Là, tout de suite, il priait pour que le lieutenant-colonel apparaisse de nul part et sauve la mise de tout le monde parce qu'il ne s'en sentait pas le courage. Il rêvait de retourner se coucher, de retourner en Angleterre, de retourner chez lui et de ne plus jamais assister à ce genre de scène et surtout, de ne plus jamais avoir à prendre une décision que telle que celle qui l'attendait.
Je ne me suis pas engagé pour combattre des enfants. Je ne me suis pas engagé pour combattre des enrôlés de force. Alors tu sais ce que nous avons fait ?
Soudain, la solution lui sauta au visage -oh, comme les expressions pouvaient être cruelles- en voyant une nouvelle silhouette s'ajouter à la masse qui tenait l'adolescent pleurant en joue. Le démineur. Le démineur, bordel, pourquoi n'y avait-il pas pensé plus tôt ? Il sortit sa radio, accrochée à sa ceinture, et appuya sur le bouton qui définit le canal. Toute la troupe amassée en bas détourna le regard du gosse pour regarder la lumière clignoter sur leur radio.
Alors John prit la parole d'une voix ferme bien qu'un peu faible et ordonna au démineur de s'approcher du gamin et de faire par pitié quelque chose pour lui. Il vit l'homme en bas lever la tête vers lui et acquiescer avec tout le sérieux du monde. Il ne s'agissait pas simplement de sauver le campement mais aussi la vie de ce gamin qui n'avait rien demandé.
Nous avons envoyé notre meilleur démineur. Il a su le rassurer.
John connaissait bien le Marshal Dony. C'était un jeune homme absolument doué, aimable et social, qui ne se vantait pas et restait comme une présence constante et souriante. Un soldat génial, ça John pouvait l'assurer. Il le vit s'approcher de l'adolescent, ses très courts cheveux blonds reflétant les rayons rougeoyants de l'aube. Le môme fit un pas en arrière avec une posture défensive mais Dony avança doucement ses mains en signe d'apaisement.

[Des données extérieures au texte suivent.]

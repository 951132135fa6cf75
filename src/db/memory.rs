// SPDX-License-Identifier: MIT
// Copyright 2026 Roland Dreier <roland@rolandd.dev>

//! In-process document store for local development and tests.

use crate::db::{DocumentUpdate, ProfileStore};
use crate::error::AppError;
use async_trait::async_trait;
use dashmap::DashMap;
use serde_json::Value;
use std::sync::Arc;

/// Document store backed by a concurrent map. Contents are lost on restart.
#[derive(Clone, Default)]
pub struct MemoryStore {
    documents: Arc<DashMap<String, Value>>,
}

impl MemoryStore {
    pub fn new() -> Self {
        Self::default()
    }

    /// Number of stored documents.
    pub fn len(&self) -> usize {
        self.documents.len()
    }

    pub fn is_empty(&self) -> bool {
        self.documents.is_empty()
    }
}

#[async_trait]
impl ProfileStore for MemoryStore {
    async fn find_by_id(&self, id: &str) -> Result<Option<Value>, AppError> {
        Ok(self.documents.get(id).map(|doc| doc.value().clone()))
    }

    async fn find_by_id_and_update(
        &self,
        id: &str,
        update: &DocumentUpdate,
    ) -> Result<Option<Value>, AppError> {
        Ok(self.documents.get_mut(id).map(|mut doc| {
            update.apply_to(doc.value_mut());
            doc.value().clone()
        }))
    }

    async fn find_all(&self) -> Result<Vec<Value>, AppError> {
        Ok(self
            .documents
            .iter()
            .map(|entry| entry.value().clone())
            .collect())
    }

    async fn insert(&self, id: &str, document: &Value) -> Result<(), AppError> {
        use dashmap::mapref::entry::Entry;

        match self.documents.entry(id.to_string()) {
            Entry::Occupied(_) => Err(AppError::BadRequest(format!(
                "Document {} already exists",
                id
            ))),
            Entry::Vacant(slot) => {
                slot.insert(document.clone());
                Ok(())
            }
        }
    }
}
// SPDX-License-Identifier: MIT
// Copyright 2026 Roland Dreier <roland@rolandd.dev>

//! Data models for the application.

pub mod schedule;
pub mod user;

pub use schedule::{MealSlot, RoutineEvent, WeekSchedule, Weekday, Workout};
pub use user::{NewProfile, Reminder, Todo};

Puis il prit la parole d'une voix douce et rassurante, assurant au gamin qu'il allait arrêter la bombe, le libérer et qu'ils le garderaient là pour le protéger des terroristes. Il baragouinait en dâri mais le gamin semblait comprendre. Puis à la surprise générale, il se mit à parler en anglais, avec un accent irréprochable mais à une vitesse telle que personne ne saisit ce qu'il voulait dire.
Encore une fois, Dony le rassura et lui demanda de se calmer et de lui expliquer la situation avec des mots simples. Et là, tous les soldats se glacèrent de stupeur. Le gamin expliqua que le compte à rebours était déjà lancé. Depuis longtemps. Il murmura des excuses, encore et encore. Les soldats baissaient leurs armes un à un, commençant à reculer. Si le gamin explosait, ils seraient sur la première ligne.
Et là, nous avons compris. C'était déjà trop tard. Le compte à rebours était trop avancé. Alors le démineur nous a ordonné de fuir.
Dès que Dony eut prononcé le signal de fuite, ceux qui se trouvaient les plus proches firent demi-tour rapidement et s'éloignèrent jusqu'au fond du camp. John était tétanisé sur son mirador. Le gamin allait mourir, parce qu'il n'avait pas pris sa décision assez rapidement. Il aurait été temps de le sauver sinon. Il fit un geste au démineur pour lui dire de dégager rapidement mais Dony ne bougea pas d'un pouce.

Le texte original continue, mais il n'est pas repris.